A Guide for Testifying at Public Hearings and Reaching State Legislators Click Here...


Rep. Bolinsky: State ‘Avoided Real Fiscal Catastrophe’ in Settlement with Hospitals

Posted on December 17, 2019

Facebooktwittermail

HARTFORD – State Rep. Mitch Bolinsky (R-106) last week expressed his support for an agreement reached between Connecticut hospitals and the state that settles a nearly 5 year old lawsuit that could expose the state to a roughly $4 billion liability.

Under the agreement, the state will make a one-time payment of $79.3 million in unappropriated monies and unpaid Medicaid payments to hospitals, as well as increase Medicaid reimbursement rates and decrease taxes on hospitals between now and 2026. Altogether, the agreement costs the state $180.7 million over the next two fiscal years.

At a public hearing on Friday, Rep. Bolinsky, who sits on the legislature’s Appropriations Committee, asked budget secretary Melissa McCaw about the state’s long-term ability to pay for the agreement given projected budget deficits over the next biennium.

“This agreement settles years of disputed and held back Medicaid reimbursements,” said Rep. Bolinsky. “It’s a forward-paying look back, though, into…errors of the past. Have we, in light of this agreement, also taken a look forward, not just in the impact of the settlement itself, but how it’s going to dovetail with future reimbursements and the state’s ability to manage that?”
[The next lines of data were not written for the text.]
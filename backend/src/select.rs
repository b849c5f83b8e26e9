//! Target selection for the two tools.

use crate::listeners::ListenerSource;
use crate::matcher::{matches_marker, EmulatorFilter, DEFAULT_PORTS};
use crate::process_list::ProcessSource;
use crate::types::{ProcError, ProcessInfo};
use std::collections::{BTreeMap, HashMap, HashSet};
use tracing::debug;

/// A process picked for termination.
#[derive(Debug, Clone, PartialEq, Eq)]
pub struct Target {
    pub pid: i32,
    pub cmd: String,
}

/// Processes whose command line carries a marker or which listen on one of
/// `ports`, keyed and sorted by PID. An empty `ports` means
/// [`DEFAULT_PORTS`]. Marker matches keep their command line. `self_pid` and
/// its ancestors are never returned.
pub fn find_dev_processes<P, L, S>(
    processes: &P,
    listeners: &L,
    markers: &[S],
    ports: &[u16],
    self_pid: i32,
) -> Result<Vec<Target>, ProcError>
where
    P: ProcessSource,
    L: ListenerSource,
    S: AsRef<str>,
{
    let ports = if ports.is_empty() { &DEFAULT_PORTS[..] } else { ports };

    let table = processes.processes()?;
    let protected = self_and_ancestors(&table, self_pid);

    let mut by_pid: BTreeMap<i32, String> = table
        .into_iter()
        .filter(|p| matches_marker(&p.cmdline, markers))
        .map(|p| (p.pid, p.cmdline))
        .collect();
    debug!(count = by_pid.len(), "marker matches");

    for &port in ports {
        for listener in listeners.listeners(port) {
            by_pid.entry(listener.pid).or_insert(listener.command);
        }
    }

    by_pid.retain(|pid, _| !protected.contains(pid));
    Ok(by_pid
        .into_iter()
        .map(|(pid, cmd)| Target { pid, cmd })
        .collect())
}

/// Emulator processes in enumeration order, excluding `self_pid` and its
/// ancestors.
pub fn find_emulators<P: ProcessSource>(
    processes: &P,
    filter: &EmulatorFilter,
    self_pid: i32,
) -> Result<Vec<Target>, ProcError> {
    let table = processes.processes()?;
    let protected = self_and_ancestors(&table, self_pid);
    Ok(table
        .into_iter()
        .filter(|p| !protected.contains(&p.pid) && filter.matches(&p.cmdline))
        .map(|ProcessInfo { pid, cmdline, .. }| Target { pid, cmd: cmdline })
        .collect())
}

/// `self_pid` plus every process on its parent chain. A launcher such as
/// `sudo kill-emulator` or `sh -c "jest; kill-dev --kill"` would otherwise
/// match its own child's filter.
fn self_and_ancestors(table: &[ProcessInfo], self_pid: i32) -> HashSet<i32> {
    let parents: HashMap<i32, i32> = table.iter().map(|p| (p.pid, p.ppid)).collect();
    let mut chain = HashSet::new();
    let mut pid = self_pid;
    // insert() returning false means a ppid cycle
    while pid > 0 && chain.insert(pid) {
        match parents.get(&pid) {
            Some(&ppid) => pid = ppid,
            None => break,
        }
    }
    debug!(?chain, "protected pids");
    chain
}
Ms. McCaw, who heads the state’s Office of Policy and Management, responded that, while the settlement does place fiscal liability on the state, that amount is far outweighed by the potential debt service it could have incurred had the lawsuit gone unsettled.

After the public hearing, Rep. Bolinsky voiced his support for the agreement.

“This lawsuit was a mess inherited from a previous administration and legislature, and in light of the damage the state could have confronted, I think we avoided a real fiscal catastrophe with this agreement. We are now on a better footing with the hospital industry, which provides a vital service to our communities and represents one of the fastest-growing job sectors in the state.”

The lawsuit dates back to a 2011 expansion of the provider tax to include hospitals. At that point, the entirety of the annual $350 million paid by hospitals—plus $50 million more—was returned to the industry.

But, as the state struggled to recover from the recession and budget deficits grew, the user fee increased while payments to hospitals decreased, prompting the hospital industry to sue the state in 2015 for abusing its fiduciary responsibility and violating federal guidelines.

Governor Ned Lamont announced earlier this month that the state had reached an agreement with the industry, which recently approved the settlement.

The legislature must now take final action and is expected to do so during a special session on Wednesday, December 18th.

Rep. Bolinsky added: “I urge my colleagues to join me in supporting this agreement so that we can move forward as a state and continue increasing the quality of care provided by our hospitals.”